Eğitim-Bir-Sen ve Memur-Sen Genel Başkanı Ali Yalçın, OECD ülkeleriyle kıyaslandığında, Türkiye’deki öğretmenlerin ücretlerinin daha düşük olduğunun görüldüğünü belirterek, “Satın alma paritesi göz önüne alınarak yapılan hesaplamalara göre OECD ülkelerinde göreve yeni başlayan bir öğretmenin yıllık ortalama kazancı 32 bin dolar iken, Türkiye’de göreve yeni başlayan bir öğretmenin yıllık kazancı 27 bin dolar civarındadır. OECD ülkelerinde 15 yıllık deneyime sahip bir öğretmenin ortalama yıllık kazancı, başlangıç seviyesinin yaklaşık olarak 12.500 dolar üzerine çıkarak 45 bin dolar seviyesine ulaşmaktadır. Türkiye’de ise 15 yıllık bir öğretmenin yıllık kazancı başlangıç seviyesinden yaklaşık 3 bin dolar artarak 30 bin dolar seviyesine ulaşmaktadır. Öğretmen maaşlarının tecrübeye göre artışı açısından Türkiye, tüm OECD ülkeleri arasında en sonlarda yer almaktadır. Öğretmenlik mesleğinin statüsüne yönelik kapsamlı araştırmamızın sonucuna göre de, Türkiye’deki öğretmenlerin önemli bir kısmı aldıkları ücretlerden memnun değildir. Dahası, mesleki kıdem artıkça memnuniyetsizlik düzeyi de artmaktadır. Bundan dolayı, öğretmenlerin maaşlarının iyileştirilmesi gerekmektedir” dedi.

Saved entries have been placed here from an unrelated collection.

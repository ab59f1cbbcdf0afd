//! The budget pipeline: validate, assign number and timestamp, render HTML, convert to PDF.

use chrono::{DateTime, FixedOffset};
use std::sync::Arc;
use std::time::Instant;
use uuid::Uuid;

use super::clock::Clock;
use super::models::{BudgetPayload, BudgetRequest};
use super::numbering::BudgetNumberGenerator;
use super::template::BudgetTemplate;
use super::validation::validate_payload;
use super::{BudgetError, GeneratedBudget};
use crate::pdf::{PdfEngine, PdfOptions};

/// HTML ready for conversion, with the identifiers it was rendered with.
#[derive(Debug, Clone)]
pub struct PreparedBudget {
    pub budget_number: String,
    pub generated_at: DateTime<FixedOffset>,
    pub html: String,
}

pub struct BudgetPdfService {
    numbers: BudgetNumberGenerator,
    clock: Arc<dyn Clock>,
    template: BudgetTemplate,
    engine: Arc<dyn PdfEngine>,
    options: PdfOptions,
}

impl BudgetPdfService {
    pub fn new(
        numbers: BudgetNumberGenerator,
        clock: Arc<dyn Clock>,
        template: BudgetTemplate,
        engine: Arc<dyn PdfEngine>,
    ) -> Self {
        Self {
            numbers,
            clock,
            template,
            engine,
            options: PdfOptions::a4(),
        }
    }

    pub fn with_options(mut self, options: PdfOptions) -> Self {
        self.options = options;
        self
    }

    pub fn numbers(&self) -> &BudgetNumberGenerator {
        &self.numbers
    }

    /// Validate `payload` and produce the PDF.
    ///
    /// Validation failures return before any number is issued or the engine is touched.
    pub async fn generate(&self, payload: BudgetPayload) -> Result<GeneratedBudget, BudgetError> {
        let request = validate_payload(payload).map_err(|errors| {
            log::info!("Rejected budget request: {} invalid field(s)", errors.len());
            BudgetError::Validation(errors)
        })?;
        self.generate_validated(request).await
    }

    /// Produce the PDF for an already validated request.
    pub async fn generate_validated(
        &self,
        request: BudgetRequest,
    ) -> Result<GeneratedBudget, BudgetError> {
        let request_id = Uuid::new_v4();
        let started = Instant::now();
        let prepared = self.prepare(request);

        log::info!(
            "[{}] Generating budget {} ({} bytes of HTML)",
            request_id,
            prepared.budget_number,
            prepared.html.len()
        );

        let pdf = self
            .engine
            .render(&prepared.html, &self.options)
            .await
            .map_err(|e| {
                log::error!(
                    "[{}] Budget {} failed to render ({}): {}",
                    request_id,
                    prepared.budget_number,
                    e.kind(),
                    e
                );
                BudgetError::Render(e)
            })?;

        log::info!(
            "[{}] Budget {} rendered: {} bytes in {:?}",
            request_id,
            prepared.budget_number,
            pdf.len(),
            started.elapsed()
        );

        Ok(GeneratedBudget {
            budget_number: prepared.budget_number,
            pdf,
        })
    }

    /// Fill in the budget number and generation time when the caller left them
    /// out, then render the HTML.
    ///
    /// A caller-supplied `generatedAt` in RFC 3339 form is used for the banner;
    /// anything else falls back to the clock.
    pub fn prepare(&self, mut request: BudgetRequest) -> PreparedBudget {
        if !request.total_matches_line_items() {
            log::warn!(
                "totalPrice {} differs from line items {}; rendering the submitted total",
                request.total_price,
                request.computed_total()
            );
        }

        let budget_number = request
            .budget_number
            .get_or_insert_with(|| self.numbers.next())
            .clone();

        let generated_at = request
            .generated_at
            .as_deref()
            .and_then(|value| DateTime::parse_from_rfc3339(value).ok())
            .unwrap_or_else(|| self.clock.now());
        request
            .generated_at
            .get_or_insert_with(|| generated_at.to_rfc3339());

        let html = self.template.render(&request, &budget_number, &generated_at);

        PreparedBudget {
            budget_number,
            generated_at,
            html,
        }
    }
}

Ali Yalçın, Eğitim-Bir-Sen Stratejik Araştırmalar Merkezi (EBSAM) tarafından hazırlanan “Eğitime Bakış 2017: İzleme ve Değerlendirme Raporu’nu düzenlenen basın toplantısında açıkladı. Günümüzde eğitimin, toplumsal ve ekonomik refaha ulaşmada en önemli araç olarak kabul edildiğini ifade eden Yalçın, “Bununla birlikte, eğitim, bireylerin kendisini gerçekleştirmesi, beceri ve yeteneklerini geliştirmesi için de en önemli unsurlardan biridir. Bireylerin eğitimde kalma süreleri arttıkça beceri ve nitelikleri artmakta, daha iyi iş imkânlarına sahip olmakta, kişisel gelirleri ve refahları artmaktadır. Bundan dolayı, Türkiye dâhil tüm dünyada okullaşma oranları ve süreleri hızla artmakta, öğretmen ve derslik başına düşen öğrenci sayısı azalmakta ve eğitime giderek artan bir oranda daha fazla yatırım yapılmaktadır. Eğitime ayrılan kaynaklar ve nicel göstergelerdeki bu büyümenin eğitim sisteminin kalitesini nasıl etkilediği, sistemin ne kadar etkin ve verimli çalıştığı, hizmetlerin ne kadar eşit bir şekilde dağıtıldığı oldukça önemli hâle gelmektedir. Dolayısıyla, eğitime ayrılan kaynakların ve imkânların ne kadar etkin ve verimli kullanıldığının, vatandaşların bu hizmetlerden ne derece eşit bir şekilde faydalandığının mutlaka izlenmesi ve değerlendirilmesi gerekmektedir. Türkiye’nin en büyük eğitim sendikası ve sivil toplum örgütü olmanın bilinciyle eğitim sistemini izleme ve değerlendirme sorumluluğuna oldukça önem atfediyoruz. Bu çerçevede, 2016 yılında Eğitime Bakış 2016: İzleme ve Değerlendirme Raporu’nu, 2017 yılında ise Yükseköğretime Bakış 2017: İzleme ve Değerlendirme Raporu’nu hazırladık ve kamuoyuyla paylaştık. İki rapor da kamuoyunun, eğitimcilerin, akademisyenlerin ve karar alıcıların dikkatini çekmiş ve yeni tartışmalara vesile olmuştur” şeklinde konuştu.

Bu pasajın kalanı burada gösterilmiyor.